Can Hamas survive the latest onslaught in Gaza? The terrorist organization has clearly learned from past confrontations and is trying to hone its military abilities in the current exchange.

But as the confrontation heats up, questions are being asked about the organization’s capabilities and to what extent its recent loss of support from outside Gaza has weakened it.

As rockets launched by Hamas fighters in Gaza start to reach the highly populated area around Tel Aviv, and as Hamas operatives attempt to infiltrate Israeli towns, officials in Jerusalem say the military incursion into Gaza is intended to change Hamas’s calculations so the terrorist group will be less likely to attack in the future.

“The goal is to reach zero rocket shootings and attacks from Gaza,” said Israel’s defense Minister, Moshe Yaalon, in southern Israel. “We started from the air and will continue as required.” But Israeli sources remain hopeful that despite the recruitment of tens of thousands of Israeli reservists, no ground operation will be necessary.

Abu Obeida, a spokesman for Az A-din al Kassem, the Hamas military wing, said that as long as the “occupation’s aggression” continues, Hamas will escalate its rocket assaults. He laid out the organization’s conditions for a ceasefire, listing several Israel is unlikely to accept.
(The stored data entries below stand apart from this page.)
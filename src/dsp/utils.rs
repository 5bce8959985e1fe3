//! Shared DSP math: dB conversions, one-pole coefficients, epsilons.

/// Linear floor used before any division or log so levels never go non-finite.
pub const DB_EPS: f32 = 1e-9;

#[inline]
pub fn db_to_lin(db: f32) -> f32 {
    10.0f32.powf(db / 20.0)
}

#[inline]
pub fn lin_to_db(lin: f32) -> f32 {
    20.0 * lin.max(DB_EPS).log10()
}

/// One-pole retain coefficient for a millisecond time constant:
/// `state = coeff * state + (1 - coeff) * input`.
/// Degenerate inputs collapse to 0.0 (instant tracking).
#[inline]
pub fn time_constant_coeff(ms: f32, sample_rate: f32) -> f32 {
    if ms <= 0.0 || sample_rate <= 0.0 {
        return 0.0;
    }
    (-1.0 / (ms * 0.001 * sample_rate)).exp()
}

/// One-pole low-pass blend factor for a corner frequency:
/// `low += alpha * (x - low)`.
#[inline]
pub fn one_pole_alpha(freq_hz: f32, sample_rate: f32) -> f32 {
    if freq_hz <= 0.0 || sample_rate <= 0.0 {
        return 1.0;
    }
    let omega = core::f32::consts::TAU * freq_hz / sample_rate;
    1.0 - (-omega).exp()
}

/// Asymmetric envelope step: attack coefficient when rising, release when falling.
/// Coefficients are retain factors from [`time_constant_coeff`].
#[inline]
pub fn update_env(env: f32, x: f32, attack: f32, release: f32) -> f32 {
    let coeff = if x > env { attack } else { release };
    coeff * env + (1.0 - coeff) * x
}

#[cfg(test)]
mod tests {
    use super::*;

    #[test]
    fn db_round_trip() {
        for db in [-24.0f32, -6.0, -1.0, 0.0, 3.0] {
            assert!((lin_to_db(db_to_lin(db)) - db).abs() < 1e-3);
        }
    }

    #[test]
    fn lin_to_db_floors_zero() {
        assert!(lin_to_db(0.0).is_finite());
        assert!(lin_to_db(-1.0).is_finite());
    }

    #[test]
    fn degenerate_time_constant_is_instant() {
        assert_eq!(time_constant_coeff(0.0, 44100.0), 0.0);
        assert_eq!(time_constant_coeff(10.0, 0.0), 0.0);
        assert_eq!(one_pole_alpha(0.0, 44100.0), 1.0);
    }

    #[test]
    fn env_attacks_and_releases() {
        let atk = time_constant_coeff(1.0, 44100.0);
        let rel = time_constant_coeff(100.0, 44100.0);
        let mut env = 0.0;
        env = update_env(env, 1.0, atk, rel);
        assert!(env > 0.0);
        let after_attack = env;
        env = update_env(env, 0.0, atk, rel);
        assert!(env < after_attack);
        assert!(env > 0.0);
    }
}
Meanwhile, millions of Israelis—including the easy-going beachgoers of Tel Aviv and its environs, Israel’s most populous region, as well as those living in the outskirts of Jerusalem—braced themselves for a hot night of red alert sirens signaling the arrival of incoming rockets from Gaza.

“I call on you to exhibit patience, because this operation could take time,” said Prime Minister Benjamin Netanyahu, explaining the “significant widening” of the Israeli military operation. Nevertheless, Israeli analysts said they were skeptical that a long operation was possible, as international pressure to bring the Israeli action to a swift end is mounting.

As of yesterday, nearly two dozen Gazans had been killed as a result of Israeli attacks, including a family of seven in Khan Yunis. Israel is trying to avoid civilian casualties, said Peter Lerner, an Israeli Defense Forces (IDF) spokesman, but Hamas is increasingly using civilians as human shields. For that reason, he said, “the hourglass is ticking” on the Gaza operation.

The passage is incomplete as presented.